Venerdì scorso, il Bund a 10 anni ha offerto un rendimento in area 2,50%. Non si vedeva così alto da oltre undici anni. Per l’esattezza, dovremmo andare indietro al luglio del 2011 per trovarne uno più elevato. E questo dato ci riporta indietro nel tempo a una fase drammatica per i titoli di stato italiani. L’estate del 2011 segnò l’avvio dell’attacco speculativo dei mercati finanziari contro l’Italia. Per la verità, allora nel mirino era finita anche la Spagna. I salvataggi internazionali di Grecia, Irlanda e Portogallo impressionarono gli investitori, che scommisero sul crac degli altri paesi dell’Area Euro in affanno sul debito.
Ci sono vistose differenze e similitudini tra il Bund a 10 anni di oggi e quello di allora. A parità di rendimento, i tassi di riferimento della BCE erano al tempo stati innalzati proprio quel mese a livelli appena più alti di quelli odierni: 1,50% contro 1,25%. Anche se questa settimana con ogni probabilità saranno portati al 2%. Tuttavia, mentre l’inflazione tedesca a settembre è salita al 10%, nel luglio 2011 era al 2,1%, sostanzialmente in linea con il target BCE.
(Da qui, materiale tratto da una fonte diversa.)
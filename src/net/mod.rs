//! Network connection bookkeeping.
//!
//! # Data Flow
//! ```text
//! Watch request upgraded to websocket
//!     → conntrack.rs (register connection under its remote address)
//!     → per-connection tasks run until the peer leaves or is kicked
//!     → guard drop unregisters the connection
//! ```
//!
//! # Design Decisions
//! - Tracking is for diagnostics and forced disconnects only; it never
//!   touches the config store
//! - Each connection carries its own cancellation token, a child of the
//!   server's, so closing the server closes every connection

pub mod conntrack;

pub use conntrack::{Conn, ConnGuard, ConnTrack};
Praticamente identico, invece, il rendimento reale del Bund a 10 anni. Oggi come allora, si situa a poco meno dello 0,20%. Esso si ottiene dalla differenza tra il rendimento nominale e l’inflazione attesa per il prossimo decennio in Germania. E la segnala il Bundei aprile 2033, vale a dire il bond indicizzato.
Rischi per BTp da Bund a 10 anni al top dal 2011
Perché il Bund a 10 anni è salito a rendimenti così elevati per la sua storia recente? Proprio per l’inflazione altissima di questi mesi, la quale costringe la BCE ad alzare i tassi d’interesse e a tagliare gli stimoli monetari. Non solo ha cessato nel giugno scorso di comprare bond con il “quantitative easing” (QE) dopo avere cessato a fine marzo anche gli acquisti realizzati con il PEPP; tra pochi mesi, si specula, ridurrà anche i reinvestimenti con il QE.
Il Bund a 10 anni è un benchmark, riferimento dell’intera unione monetaria per indicarne le condizioni monetarie. D’altra parte, il T-bond a 10 anni degli USA ha oltrepassato la soglia del 4,25%, salendo ai massimi dal 2007. Lo spread Treasury-Bund, pur in misura decrescente con l’allungarsi delle scadenze, capta l’evoluzione attesa per il cambio euro-dollaro. Ed esso risulta essere al momento di circa l’1,75%. In altre parole, se il rendimento americano s’impenna, inevitabilmente dovrà salire anche quello tedesco.
Il boom dei rendimenti americani risente a sua volta del rialzo dei tassi da parte della Federal Reserve contro l’inflazione alta. E la BCE non potrà che inseguire, dato che il cambio euro-dollaro è precipitato ai minimi dal 2002 sotto la parità. Condizioni monetarie più restrittive denotano un rischio sovrano più alto a carico del debito pubblico italiano. Ed è questa la ragione per cui lo spread BTp-Bund sale da mesi. E con un Bund a 10 anni diretto verso il 3%, il nostro decennale rischia presto di arrivare al 5,50%.